I find it interesting (frustrating, at times, but interesting) just how much -- or how little -- information I can discover about the bearer of a coat of arms.
Sometimes, as in my last post, I can learn a lot about someone; parents, siblings, career, birth and death dates, etc., etc., etc.
Other times, and at the other end of the spectrum, I can't even confirm a surname to go with the heraldry. (This is where the frustration sets in.)
And sometimes, I can only find the barest amount of basic information about someone. For example:
In this window in King's College Chapel, Cambridge, in addition to the three stained glass roundels (which from all appearances came from earlier, older and now incomplete windows), there is also a panel with a coat of arms in it.
The arms, Azure three lozenges argent, a crescent in chief for difference, are remarkable not only for their simplicity, but also for the dearth of identifying information I was able to find.

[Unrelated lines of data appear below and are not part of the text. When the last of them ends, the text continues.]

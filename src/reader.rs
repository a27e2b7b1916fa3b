//! BRIO decoder.
//!
//! [`BrioReader`] borrows an input byte slice and advances a cursor over
//! it, producing owned [`Value`]s. A reader is scoped to one decode
//! session: its string and timezone intern tables live exactly as long as
//! it does and never change what is decoded, only how much is allocated
//! and how often the IANA table is scanned.

use std::collections::{HashMap, HashSet};

use chrono::DateTime;
use chrono_tz::Tz;
use log::trace;

use crate::grid::GridBuilder;
use crate::value::{Dict, NDArray, Number, Ref, Value};
use crate::{Coord, Error, Result, control, varint};

/// Seconds between the Unix epoch and 2000-01-01T00:00:00 UTC.
pub(crate) const EPOCH_SECS: i64 = 946_684_800;

/// Decoder over a borrowed byte slice.
pub struct BrioReader<'a> {
    data: &'a [u8],
    pos: usize,
    intern_strs: HashSet<String>,
    intern_tzs: HashMap<String, Tz>,
}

The full extent of the information that I could locate about the bearer is that these arms belonged to Martin Freeman, a Fellow of King’s College, who died April 6, 1630.
The only entries in Burke's General Armory for these arms are:
Freeman (co. Northampton). Az[ure] three lozenges ar[gent].Freeman (Higham Ferrars, co. Northampton). Same Arms. Crest-A demi lion ramp[ant] gu[les] charged with a lozenge ar[gent].
The crescent on the shield here is the cadency mark of a second son.
Martin Freeman has no entry in the Dictionary of National Biography, and the overwhelming majority of internet searches came back with results for Martin Freeman the actor (Sherlock, The Hobbit, The Hitchhiker's Guide to the Galaxy, etc.). Interesting in general, but not very helpful here.
So there we are, a bare-bones identification for this coat of arms. And as I said at the beginning of this post: interesting, and frustrating.